**Information supplied**.

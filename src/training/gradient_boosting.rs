//! Gradient Boosting implementation
//!
//! Gradient boosted regression trees with row and column subsampling.
//! The classifier boosts log-odds, one ensemble per class beyond two.

use ndarray::{Array1, Array2, Axis};
use rand::prelude::*;
use rand_xoshiro::Xoshiro256PlusPlus;
use serde::{Deserialize, Serialize};
use tracing::debug;

use super::config::ModelKind;
use super::decision_tree::DecisionTree;
use super::models::{
    class_labels, one_vs_rest, sigmoid, validate_fit_input, validate_predict_input, Model, ModelState,
};
use crate::error::{AutoOpError, Result};

/// Gradient Boosting configuration
#[derive(Debug, Clone, Serialize, Deserialize)]
pub struct GradientBoostingConfig {
    /// Number of boosting rounds (trees)
    pub n_estimators: usize,
    /// Learning rate (shrinkage)
    pub learning_rate: f64,
    pub max_depth: usize,
    pub min_samples_leaf: usize,
    /// Row subsample ratio for each tree
    pub subsample: f64,
    /// Column subsample ratio for each tree
    pub colsample_bytree: f64,
    pub random_state: Option<u64>,
}

impl Default for GradientBoostingConfig {
    fn default() -> Self {
        Self {
            n_estimators: 100,
            learning_rate: 0.1,
            max_depth: 3,
            min_samples_leaf: 1,
            subsample: 0.8,
            colsample_bytree: 1.0,
            random_state: Some(42),
        }
    }
}

impl GradientBoostingConfig {
    fn validate(&self) -> Result<()> {
        if !(self.learning_rate > 0.0) {
            return Err(AutoOpError::invalid_param("learning_rate", self.learning_rate, "must be positive"));
        }
        if !(self.subsample > 0.0 && self.subsample <= 1.0) {
            return Err(AutoOpError::invalid_param("subsample", self.subsample, "must be in (0, 1]"));
        }
        if !(self.colsample_bytree > 0.0 && self.colsample_bytree <= 1.0) {
            return Err(AutoOpError::invalid_param(
                "colsample_bytree",
                self.colsample_bytree,
                "must be in (0, 1]",
            ));
        }
        Ok(())
    }

    fn rng(&self) -> Xoshiro256PlusPlus {
        match self.random_state {
            Some(seed) => Xoshiro256PlusPlus::seed_from_u64(seed),
            None => Xoshiro256PlusPlus::from_entropy(),
        }
    }
}

/// Random sorted subset of `0..n` of size `ceil(n * ratio)`
fn sample_indices(n: usize, ratio: f64, rng: &mut Xoshiro256PlusPlus) -> Vec<usize> {
    let sample_size = (((n as f64) * ratio).ceil() as usize).clamp(1, n);
    let mut indices: Vec<usize> = (0..n).collect();
    if sample_size < n {
        indices.shuffle(rng);
        indices.truncate(sample_size);
        indices.sort_unstable();
    }
    indices
}

/// A boosted sum of regression trees over a raw score
#[derive(Debug, Clone, Serialize, Deserialize)]
struct Ensemble {
    initial: f64,
    /// Each tree with the columns it was trained on
    trees: Vec<(DecisionTree, Vec<usize>)>,
}

impl Ensemble {
    /// Boost from `initial`; `gradient(y, score)` gives the pseudo-residual
    fn fit(
        config: &GradientBoostingConfig,
        x: &Array2<f64>,
        y: &Array1<f64>,
        initial: f64,
        gradient: impl Fn(f64, f64) -> f64,
        rng: &mut Xoshiro256PlusPlus,
        importances: &mut [f64],
    ) -> Result<Self> {
        let n_samples = x.nrows();
        let mut scores = Array1::from_elem(n_samples, initial);
        let mut trees = Vec::with_capacity(config.n_estimators);

        for _ in 0..config.n_estimators {
            let residuals: Array1<f64> = y
                .iter()
                .zip(scores.iter())
                .map(|(&yi, &si)| gradient(yi, si))
                .collect();

            let rows = sample_indices(n_samples, config.subsample, rng);
            let cols = sample_indices(x.ncols(), config.colsample_bytree, rng);

            let x_cols = x.select(Axis(1), &cols);
            let x_sub = x_cols.select(Axis(0), &rows);
            let y_sub = residuals.select(Axis(0), &rows);

            let mut tree = DecisionTree::new_regressor()
                .with_max_depth(config.max_depth)
                .with_min_samples_leaf(config.min_samples_leaf);
            tree.fit(&x_sub, &y_sub)?;

            // every row moves, sampled or not
            let update = tree.predict(&x_cols)?;
            scores.scaled_add(config.learning_rate, &update);

            if let Some(tree_importance) = tree.feature_importances() {
                for (j, &col) in cols.iter().enumerate() {
                    importances[col] += tree_importance[j];
                }
            }
            trees.push((tree, cols));
        }

        Ok(Self { initial, trees })
    }

    fn raw_predict(&self, x: &Array2<f64>, learning_rate: f64) -> Result<Array1<f64>> {
        let mut scores = Array1::from_elem(x.nrows(), self.initial);
        for (tree, cols) in &self.trees {
            let update = tree.predict(&x.select(Axis(1), cols))?;
            scores.scaled_add(learning_rate, &update);
        }
        Ok(scores)
    }
}

fn normalize(importances: &mut [f64]) {
    let total: f64 = importances.iter().sum();
    if total > 0.0 {
        importances.iter_mut().for_each(|imp| *imp /= total);
    }
}

/// Gradient Boosting Regressor (squared loss)
#[derive(Debug, Clone, Serialize, Deserialize)]
pub struct GradientBoostingRegressor {
    config: GradientBoostingConfig,
    ensemble: Option<Ensemble>,
    feature_importances: Vec<f64>,
    n_features: Option<usize>,
}

impl GradientBoostingRegressor {
    pub fn new(config: GradientBoostingConfig) -> Self {
        Self {
            config,
            ensemble: None,
            feature_importances: Vec::new(),
            n_features: None,
        }
    }

    pub fn config(&self) -> &GradientBoostingConfig {
        &self.config
    }

    pub fn feature_importances(&self) -> &[f64] {
        &self.feature_importances
    }
}

impl Model for GradientBoostingRegressor {
    fn kind(&self) -> ModelKind {
        ModelKind::GradientBoostingRegressor
    }

    fn fit(&mut self, x: &Array2<f64>, y: &Array1<f64>) -> Result<()> {
        validate_fit_input(x, y)?;
        self.config.validate()?;

        let mut rng = self.config.rng();
        let mut importances = vec![0.0; x.ncols()];
        let initial = y.mean().unwrap_or(0.0);

        let ensemble = Ensemble::fit(&self.config, x, y, initial, |yi, si| yi - si, &mut rng, &mut importances)?;
        debug!(trees = ensemble.trees.len(), "Boosted regressor fitted");

        normalize(&mut importances);
        self.ensemble = Some(ensemble);
        self.feature_importances = importances;
        self.n_features = Some(x.ncols());
        Ok(())
    }

    fn predict(&self, x: &Array2<f64>) -> Result<Array1<f64>> {
        validate_predict_input(self.n_features, x)?;
        let ensemble = self.ensemble.as_ref().ok_or(AutoOpError::ModelNotFitted)?;
        ensemble.raw_predict(x, self.config.learning_rate)
    }

    fn n_features(&self) -> Option<usize> {
        self.n_features
    }

    fn state(&self) -> ModelState {
        ModelState::GradientBoostingRegressor(self.clone())
    }
}

/// Gradient Boosting Classifier (log loss).
///
/// Two classes boost the log-odds of `classes[1]`; more classes boost one
/// ensemble per class and predict the highest score.
#[derive(Debug, Clone, Serialize, Deserialize)]
pub struct GradientBoostingClassifier {
    config: GradientBoostingConfig,
    classes: Vec<f64>,
    ensembles: Vec<Ensemble>,
    feature_importances: Vec<f64>,
    n_features: Option<usize>,
}

impl GradientBoostingClassifier {
    pub fn new(config: GradientBoostingConfig) -> Self {
        Self {
            config,
            classes: Vec::new(),
            ensembles: Vec::new(),
            feature_importances: Vec::new(),
            n_features: None,
        }
    }

    pub fn config(&self) -> &GradientBoostingConfig {
        &self.config
    }

    pub fn classes(&self) -> &[f64] {
        &self.classes
    }

    pub fn feature_importances(&self) -> &[f64] {
        &self.feature_importances
    }

    /// Probability of `classes[1]` for binary problems
    pub fn predict_proba(&self, x: &Array2<f64>) -> Result<Array1<f64>> {
        validate_predict_input(self.n_features, x)?;
        match (self.classes.len(), self.ensembles.first()) {
            (2, Some(ensemble)) => Ok(ensemble.raw_predict(x, self.config.learning_rate)?.mapv(sigmoid)),
            (1, _) => Ok(Array1::zeros(x.nrows())),
            _ => Err(AutoOpError::ConfigError(
                "predict_proba is only defined for binary problems".to_string(),
            )),
        }
    }
}

impl Model for GradientBoostingClassifier {
    fn kind(&self) -> ModelKind {
        ModelKind::GradientBoostingClassifier
    }

    fn fit(&mut self, x: &Array2<f64>, y: &Array1<f64>) -> Result<()> {
        validate_fit_input(x, y)?;
        self.config.validate()?;

        let classes = class_labels(y);
        let positives: Vec<f64> = match classes.len() {
            1 => Vec::new(),
            2 => vec![classes[1]],
            _ => classes.clone(),
        };

        let mut rng = self.config.rng();
        let mut importances = vec![0.0; x.ncols()];
        let mut ensembles = Vec::with_capacity(positives.len());

        for &class in &positives {
            let target = one_vs_rest(y, class);
            let p = target.mean().unwrap_or(0.5).clamp(1e-6, 1.0 - 1e-6);
            let initial = (p / (1.0 - p)).ln();

            let ensemble = Ensemble::fit(
                &self.config,
                x,
                &target,
                initial,
                |yi, si| yi - sigmoid(si),
                &mut rng,
                &mut importances,
            )?;
            ensembles.push(ensemble);
        }
        debug!(classes = classes.len(), "Boosted classifier fitted");

        normalize(&mut importances);
        self.classes = classes;
        self.ensembles = ensembles;
        self.feature_importances = importances;
        self.n_features = Some(x.ncols());
        Ok(())
    }

    fn predict(&self, x: &Array2<f64>) -> Result<Array1<f64>> {
        validate_predict_input(self.n_features, x)?;

        match self.classes.len() {
            0 => Err(AutoOpError::ModelNotFitted),
            1 => Ok(Array1::from_elem(x.nrows(), self.classes[0])),
            2 => {
                let proba = self.predict_proba(x)?;
                Ok(proba.mapv(|p| if p >= 0.5 { self.classes[1] } else { self.classes[0] }))
            }
            _ => {
                let scores = self
                    .ensembles
                    .iter()
                    .map(|e| e.raw_predict(x, self.config.learning_rate))
                    .collect::<Result<Vec<_>>>()?;
                Ok((0..x.nrows())
                    .map(|i| self.classes[crate::preprocessing::argmax(scores.iter().map(|s| s[i]))])
                    .collect())
            }
        }
    }

    fn n_features(&self) -> Option<usize> {
        self.n_features
    }

    fn state(&self) -> ModelState {
        ModelState::GradientBoostingClassifier(self.clone())
    }
}

#[cfg(test)]
mod tests {
    use super::*;
    use ndarray::array;

    fn create_regression_data() -> (Array2<f64>, Array1<f64>) {
        let x = Array2::from_shape_vec((100, 2), (0..200).map(|i| i as f64 * 0.1).collect()).unwrap();
        let y: Array1<f64> = x
            .rows()
            .into_iter()
            .map(|row| row[0] * 2.0 + row[1] * 0.5 + 1.0)
            .collect();
        (x, y)
    }

    fn create_classification_data() -> (Array2<f64>, Array1<f64>) {
        let x = Array2::from_shape_vec((100, 2), (0..200).map(|i| i as f64 * 0.1).collect()).unwrap();
        let y: Array1<f64> = x
            .rows()
            .into_iter()
            .map(|row| if row[0] + row[1] > 10.0 { 1.0 } else { 0.0 })
            .collect();
        (x, y)
    }

    fn small_config() -> GradientBoostingConfig {
        GradientBoostingConfig {
            n_estimators: 20,
            max_depth: 3,
            ..Default::default()
        }
    }

    #[test]
    fn test_gradient_boosting_regressor() {
        let (x, y) = create_regression_data();
        let mut model = GradientBoostingRegressor::new(small_config());
        model.fit(&x, &y).unwrap();

        let predictions = model.predict(&x).unwrap();
        let mse: f64 = y
            .iter()
            .zip(predictions.iter())
            .map(|(yi, pi)| (yi - pi).powi(2))
            .sum::<f64>()
            / y.len() as f64;
        let y_var = y.var(0.0);
        assert!(mse < y_var, "MSE ({}) should be less than variance ({})", mse, y_var);
    }

    #[test]
    fn test_gradient_boosting_classifier() {
        let (x, y) = create_classification_data();
        let mut model = GradientBoostingClassifier::new(small_config());
        model.fit(&x, &y).unwrap();

        let predictions = model.predict(&x).unwrap();
        let correct = y.iter().zip(predictions.iter()).filter(|(a, b)| a == b).count();
        let accuracy = correct as f64 / y.len() as f64;
        assert!(accuracy > 0.9, "Accuracy ({}) should be above 90%", accuracy);
    }

    #[test]
    fn test_multiclass_and_single_class() {
        let x = array![[0.0], [0.1], [5.0], [5.1], [10.0], [10.1]];
        let y = array![0.0, 0.0, 1.0, 1.0, 2.0, 2.0];
        let mut model = GradientBoostingClassifier::new(GradientBoostingConfig {
            subsample: 1.0,
            ..small_config()
        });
        model.fit(&x, &y).unwrap();
        assert_eq!(model.predict(&x).unwrap(), y);

        model.fit(&array![[1.0], [2.0]], &array![4.0, 4.0]).unwrap();
        assert_eq!(model.predict(&array![[3.0]]).unwrap(), array![4.0]);
    }

    #[test]
    fn test_seeded_fit_is_reproducible() {
        let (x, y) = create_regression_data();
        let mut a = GradientBoostingRegressor::new(small_config());
        let mut b = GradientBoostingRegressor::new(small_config());
        a.fit(&x, &y).unwrap();
        b.fit(&x, &y).unwrap();
        assert_eq!(a.predict(&x).unwrap(), b.predict(&x).unwrap());
    }

    #[test]
    fn test_feature_importances() {
        let (x, y) = create_regression_data();
        let mut model = GradientBoostingRegressor::new(small_config());
        model.fit(&x, &y).unwrap();

        let importances = model.feature_importances();
        assert_eq!(importances.len(), 2);
        let sum: f64 = importances.iter().sum();
        assert!((sum - 1.0).abs() < 1e-9);
    }

    #[test]
    fn test_invalid_subsample() {
        let mut model = GradientBoostingRegressor::new(GradientBoostingConfig {
            subsample: 0.0,
            ..Default::default()
        });
        let err = model.fit(&array![[1.0]], &array![1.0]).unwrap_err();
        assert!(matches!(err, AutoOpError::InvalidParameter { .. }));
    }
}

**Work to be completed**.
Return every line of the entries above that the string "should" appears in.

**Task response**.
        assert!(mse < y_var, "MSE ({}) should be less than variance ({})", mse, y_var);
        assert!(accuracy > 0.9, "Accuracy ({}) should be above 90%", accuracy);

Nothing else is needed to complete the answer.